La hoja en blanco me mira con un título solitario en el entrecejo, y me lleva a pensar en aquello que pueden sugerir estas primeras palabras. Es posible interpretarlas como un atentado al tiempo, pero la decapitación no implica muerte. Neruda se encarga del desmembramiento del tiempo, sin que con ello se logre su caída íntegra.

El reloj
siguió cortando el tiempo
con su pequeña sierra.
Como en un bosque
caen
fragmentos de madera,
mínimas gotas, trozos
de ramajes o nidos,
sin que cambie el silencio,
sin que la fresca oscuridad termine,
así
siguió el reloj cortando
desde tu mano invisible,
tiempo, tiempo,
y cayeron
minutos como hojas,
fibras de tiempo roto,
pequeñas plumas negras.

La atracción y repelencia que ejerce el tiempo en nosotros es sublime.

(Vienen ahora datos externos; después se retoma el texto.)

use crate::codepoint_ty::Codepoint;
use crate::dataset::Dataset;
use crate::model::{NamedCharacter, UnicodeCharacter, UnicodeCharacterAlias, UnicodeGroup};
use smallvec::SmallVec;
use std::collections::{BTreeMap, HashMap};
use std::fmt;

/// Result cap used when the caller has no preference.
pub const DEFAULT_SEARCH_LIMIT: usize = 250;

/// Display name used for characters that have neither a name nor an alias,
/// or that are missing from the catalog.
pub const UNNAMED_PLACEHOLDER: &str = "(unnamed)";

const CANCEL_CHECK_INTERVAL: usize = 512;

pub(crate) type AliasVec = SmallVec<[UnicodeCharacterAlias; 2]>;
type FoldedNameVec = SmallVec<[String; 2]>;

/// Folds text for case-insensitive matching.
pub(crate) fn fold_for_search(text: &str) -> String {
    use unicode_normalization::UnicodeNormalization;

    text.nfkc().flat_map(char::to_lowercase).collect()
}

/// An immutable index over one loaded [`Dataset`].
///
/// All lookups are read-only, so a catalog is shared between threads as
/// `Arc<Catalog>`.
pub struct Catalog {
    groups: Vec<UnicodeGroup>,
    group_positions: HashMap<String, usize>,
    characters: BTreeMap<Codepoint, UnicodeCharacter>,
    members: HashMap<String, Vec<Codepoint>>,
    aliases: HashMap<Codepoint, AliasVec>,
    // codepoint order; folded canonical name first, then folded aliases
    search_index: Vec<(Codepoint, FoldedNameVec)>,
}

impl Catalog {
    /// Creates a catalog with no groups and no characters.
    pub fn empty() -> Self {
        Catalog::new(&Dataset::new())
    }

    /// Indexes a dataset.
    pub fn new(dataset: &Dataset) -> Self {
        let groups = dataset.groups().to_vec();
        let group_positions = groups
            .iter()
            .enumerate()
            .map(|(pos, group)| (group.name.clone(), pos))
            .collect();

        let mut characters = BTreeMap::new();
        let mut members: HashMap<String, Vec<Codepoint>> = HashMap::new();
        for ch in dataset.characters() {
            members
                .entry(ch.group_name.clone())
                .or_default()
                .push(ch.codepoint);
            characters.insert(ch.codepoint, ch.clone());
        }
        for codepoints in members.values_mut() {
            codepoints.sort_unstable();
        }

        let mut aliases: HashMap<Codepoint, AliasVec> = HashMap::new();
        for alias in dataset.aliases() {
            aliases
                .entry(alias.codepoint)
                .or_default()
                .push(alias.clone());
        }

        let search_index = characters
            .values()
            .map(|ch: &UnicodeCharacter| {
                let mut names = FoldedNameVec::new();
                if let Some(name) = ch.canonical_name() {
                    names.push(fold_for_search(name));
                }
                if let Some(list) = aliases.get(&ch.codepoint) {
                    names.extend(list.iter().map(|a| fold_for_search(&a.alias)));
                }
                (ch.codepoint, names)
            })
            .collect();

        Catalog {
            groups,
            group_positions,
            characters,
            members,
            aliases,
            search_index,
        }
    }

    /// Returns the number of characters.
    pub fn len(&self) -> usize {
        self.characters.len()
    }

    /// Returns whether the catalog has no characters.
    pub fn is_empty(&self) -> bool {
        self.characters.is_empty()
    }

    /// Groups in load order.
    pub fn list_groups(&self) -> &[UnicodeGroup] {
        &self.groups
    }

    /// Looks up a group by key.
    pub fn group(&self, name: &str) -> Option<&UnicodeGroup> {
        self.group_positions.get(name).map(|&pos| &self.groups[pos])
    }

    /// Looks up a group by its display form (`Basic Latin`).
    pub fn group_by_display_name(&self, display: &str) -> Option<&UnicodeGroup> {
        self.group(&UnicodeGroup::from_display_name(display).name)
    }

    /// Characters of a group, ordered by codepoint. Unknown groups yield nothing.
    pub fn characters_in_group(&self, group_name: &str) -> Vec<&UnicodeCharacter> {
        self.members
            .get(group_name)
            .map(|codepoints| {
                codepoints
                    .iter()
                    .filter_map(|cp| self.characters.get(cp))
                    .collect()
            })
            .unwrap_or_default()
    }

    /// Exact lookup.
    pub fn get_character(&self, codepoint: Codepoint) -> Option<&UnicodeCharacter> {
        self.characters.get(&codepoint)
    }

    /// Aliases of a codepoint in load order; empty if there are none.
    pub fn aliases_for(&self, codepoint: Codepoint) -> &[UnicodeCharacterAlias] {
        self.aliases
            .get(&codepoint)
            .map(|list| &list[..])
            .unwrap_or(&[])
    }

    /// The canonical name if it is non-empty, otherwise the text of the
    /// first alias in load order.
    pub fn resolve_display_name(&self, codepoint: Codepoint) -> Option<&str> {
        if let Some(name) = self
            .get_character(codepoint)
            .and_then(UnicodeCharacter::canonical_name)
        {
            return Some(name);
        }
        self.aliases_for(codepoint)
            .first()
            .map(|a| a.alias.as_str())
    }

    /// Like [`resolve_display_name`](Self::resolve_display_name), substituting
    /// [`UNNAMED_PLACEHOLDER`] when there is no name or the name is empty.
    pub fn display_name_or_placeholder(&self, codepoint: Codepoint) -> &str {
        self.resolve_display_name(codepoint)
            .filter(|name| !name.is_empty())
            .unwrap_or(UNNAMED_PLACEHOLDER)
    }

    /// Resolves `codepoint` for display. Unknown codepoints are not an error.
    pub fn named(&self, codepoint: Codepoint) -> NamedCharacter {
        NamedCharacter {
            codepoint,
            text: codepoint.to_text().ok(),
            name: self.display_name_or_placeholder(codepoint).to_owned(),
            favorite_id: None,
        }
    }

    /// Case-insensitive substring search over names and aliases.
    ///
    /// Results are unique, ordered by codepoint and capped at `limit`.
    /// An empty query matches nothing.
    pub fn search(&self, query: &str, limit: usize) -> Vec<&UnicodeCharacter> {
        self.search_until(query, limit, || false)
            .unwrap_or_default()
    }

    /// Like [`search`](Self::search), polling `is_cancelled` while scanning.
    /// Returns `None` if the search was abandoned.
    pub fn search_until<C>(
        &self,
        query: &str,
        limit: usize,
        mut is_cancelled: C,
    ) -> Option<Vec<&UnicodeCharacter>>
    where
        C: FnMut() -> bool,
    {
        let mut results = Vec::new();
        if query.is_empty() || limit == 0 {
            return Some(results);
        }
        let needle = fold_for_search(query);
        for (idx, (codepoint, names)) in self.search_index.iter().enumerate() {
            if idx % CANCEL_CHECK_INTERVAL == 0 && is_cancelled() {
                return None;
            }
            if !names.iter().any(|name| name.contains(needle.as_str())) {
                continue;
            }
            if let Some(ch) = self.characters.get(codepoint) {
                results.push(ch);
                if results.len() >= limit {
                    break;
                }
            }
        }
        Some(results)
    }

    /// Finds the character typed as `text`, which must be a single grapheme
    /// cluster made of a single scalar value.
    pub fn lookup_text(&self, text: &str) -> Option<&UnicodeCharacter> {
        use unicode_segmentation::UnicodeSegmentation;

        let mut graphemes = text.graphemes(true);
        let grapheme = graphemes.next()?;
        if graphemes.next().is_some() {
            return None;
        }
        let mut chars = grapheme.chars();
        let ch = chars.next()?;
        if chars.next().is_some() {
            return None;
        }
        self.get_character(Codepoint::from(ch))
    }
}

impl Default for Catalog {
    fn default() -> Self {
        Catalog::empty()
    }
}

impl fmt::Debug for Catalog {
    fn fmt(&self, f: &mut fmt::Formatter<'_>) -> fmt::Result {
        f.debug_struct("Catalog")
            .field("groups", &self.groups.len())
            .field("characters", &self.characters.len())
            .field("aliased", &self.aliases.len())
            .finish()
    }
}

#[cfg(test)]
mod tests {
    use super::*;

    fn cp(hex: &str) -> Codepoint {
        Codepoint::from_hex(hex).unwrap()
    }

    fn sample() -> Catalog {
        let mut dataset = Dataset::new();
        dataset.push_group("Emoticons");
        dataset.push_group("Basic_Latin");
        dataset.push_group("Empty_Block");
        dataset.push_character(cp("1F60A"), "SMILING FACE WITH SMILING EYES", "Emoticons");
        dataset.push_character(cp("1F600"), "GRINNING FACE", "Emoticons");
        dataset.push_character(cp("1F642"), "SLIGHTLY SMILING FACE", "Emoticons");
        dataset.push_character(cp("0000"), "", "Basic_Latin");
        dataset.push_character(cp("0041"), "LATIN CAPITAL LETTER A", "Basic_Latin");
        dataset.push_character(cp("0046"), "", "Basic_Latin");
        dataset.push_alias(cp("0000"), "NULL");
        dataset.push_alias(cp("0000"), "NUL");
        dataset.push_alias(cp("0046"), "FOO");
        dataset.push_alias(cp("1F600"), "HAPPY");
        Catalog::new(&dataset)
    }

    fn codepoints(chars: &[&UnicodeCharacter]) -> Vec<String> {
        chars.iter().map(|ch| ch.codepoint.to_hex()).collect()
    }

    #[test]
    fn test_groups_keep_load_order() {
        let catalog = sample();
        let names: Vec<_> = catalog
            .list_groups()
            .iter()
            .map(|g| g.name.as_str())
            .collect();
        assert_eq!(names, ["Emoticons", "Basic_Latin", "Empty_Block"]);
        assert_eq!(catalog.list_groups(), catalog.list_groups());
        assert!(catalog.group_by_display_name("Basic Latin").is_some());
        assert!(catalog.group("Basic Latin").is_none());
    }

    #[test]
    fn test_characters_in_group_sorted() {
        let catalog = sample();
        assert_eq!(
            codepoints(&catalog.characters_in_group("Emoticons")),
            ["1F600", "1F60A", "1F642"]
        );
        assert!(catalog.characters_in_group("Empty_Block").is_empty());
        assert!(catalog.characters_in_group("Nope").is_empty());
    }

    #[test]
    fn test_lookup_and_aliases() {
        let catalog = sample();
        assert_eq!(catalog.get_character(cp("41")).unwrap().name, "LATIN CAPITAL LETTER A");
        assert!(catalog.get_character(cp("42")).is_none());
        let aliases: Vec<_> = catalog
            .aliases_for(cp("0"))
            .iter()
            .map(|a| a.alias.as_str())
            .collect();
        assert_eq!(aliases, ["NULL", "NUL"]);
        assert!(catalog.aliases_for(cp("41")).is_empty());
    }

    #[test]
    fn test_display_name_fallback() {
        let catalog = sample();
        assert_eq!(catalog.resolve_display_name(cp("0046")), Some("FOO"));
        assert_eq!(catalog.resolve_display_name(cp("0000")), Some("NULL"));
        // canonical name wins over alias
        assert_eq!(catalog.resolve_display_name(cp("1F600")), Some("GRINNING FACE"));
        assert_eq!(catalog.resolve_display_name(cp("10FFFF")), None);
        assert_eq!(
            catalog.display_name_or_placeholder(cp("10FFFF")),
            UNNAMED_PLACEHOLDER
        );
    }

    #[test]
    fn test_display_name_takes_first_alias_as_is() {
        let mut dataset = Dataset::new();
        dataset.push_group("Basic_Latin");
        dataset.push_character(cp("0001"), "", "Basic_Latin");
        dataset.push_alias(cp("0001"), "");
        dataset.push_alias(cp("0001"), "START OF HEADING");
        let catalog = Catalog::new(&dataset);
        assert_eq!(catalog.resolve_display_name(cp("0001")), Some(""));
        assert_eq!(
            catalog.display_name_or_placeholder(cp("0001")),
            UNNAMED_PLACEHOLDER
        );
    }

    #[test]
    fn test_named_unknown_codepoint() {
        let catalog = sample();
        let named = catalog.named(cp("D800"));
        assert_eq!(named.text, None);
        assert_eq!(named.name, UNNAMED_PLACEHOLDER);
        assert_eq!(catalog.named(cp("0")).name, "NULL");
    }

    #[test]
    fn test_search_is_case_insensitive() {
        let catalog = sample();
        let upper = catalog.search("SMILING", DEFAULT_SEARCH_LIMIT);
        let lower = catalog.search("smiling", DEFAULT_SEARCH_LIMIT);
        assert_eq!(upper, lower);
        assert_eq!(codepoints(&upper), ["1F60A", "1F642"]);
    }

    #[test]
    fn test_search_matches_aliases_once() {
        let catalog = sample();
        // both aliases of U+0000 contain "nul"
        assert_eq!(codepoints(&catalog.search("nul", 10)), ["0000"]);
        assert_eq!(codepoints(&catalog.search("happy", 10)), ["1F600"]);
        assert_eq!(codepoints(&catalog.search("face", 10)), ["1F600", "1F60A", "1F642"]);
    }

    #[test]
    fn test_search_limits() {
        let catalog = sample();
        assert!(catalog.search("", DEFAULT_SEARCH_LIMIT).is_empty());
        assert!(catalog.search("face", 0).is_empty());
        assert_eq!(codepoints(&catalog.search("face", 2)), ["1F600", "1F60A"]);
        assert!(catalog.search("zebra", 10).is_empty());
    }

    #[test]
    fn test_search_until_cancelled() {
        let catalog = sample();
        assert_eq!(catalog.search_until("face", 10, || true), None);
        assert_eq!(catalog.search_until("face", 10, || false).map(|r| r.len()), Some(3));
    }

    #[test]
    fn test_lookup_text() {
        let catalog = sample();
        assert_eq!(catalog.lookup_text("\u{1F600}").unwrap().codepoint, cp("1F600"));
        assert_eq!(catalog.lookup_text("A").unwrap().codepoint, cp("41"));
        assert!(catalog.lookup_text("").is_none());
        assert!(catalog.lookup_text("AA").is_none());
        // a single grapheme cluster of two scalars
        assert!(catalog.lookup_text("A\u{0301}").is_none());
    }

    #[test]
    fn test_empty_catalog() {
        let catalog = Catalog::empty();
        assert!(catalog.is_empty());
        assert!(catalog.list_groups().is_empty());
        assert!(catalog.search("a", 10).is_empty());
    }
}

No podemos pensarnos sin él. Pensar en el tiempo puede abolir nuestra insignificancia y, a la vez, acrecentarla. No se puede no pensar en él ni aun declarando su muerte, como ya lo hizo antes, sin que se haya conseguido ninguna ventaja sobre su sentencia inapelable.
Lezama Lima encuentra que en el vacío la velocidad es infinita, y entonces deja de existir un tacto que determine el roce de las cosas entre sí; la realidad es detenida, la resistencia se hace también infinita y lo que se esperaba de esa velocidad vertiginosa no es más que parálisis. Las contradicciones llevan a un colapso que no termina de erupcionar nunca; todo se mantiene y nada se contabiliza. Las cosas están y no están, son exactamente lo opuesto de lo que aparentan. En ese vacío no existe movimiento, y en la ausencia de movimiento se halla la forma de matar al tiempo; pero la inmovilidad es posible sólo en el vacío, y se pasa de un problema a otro, tan o igual de severo: ¿dónde está el vacío? Ese lugar donde ya no se cuenta uno en el tiempo, donde se encuentra el cadáver de éste mismo y que seguramente trasciende un olor a mirra, donde la muerte no traiciona a los amantes y queda otra salida separada de la demencia.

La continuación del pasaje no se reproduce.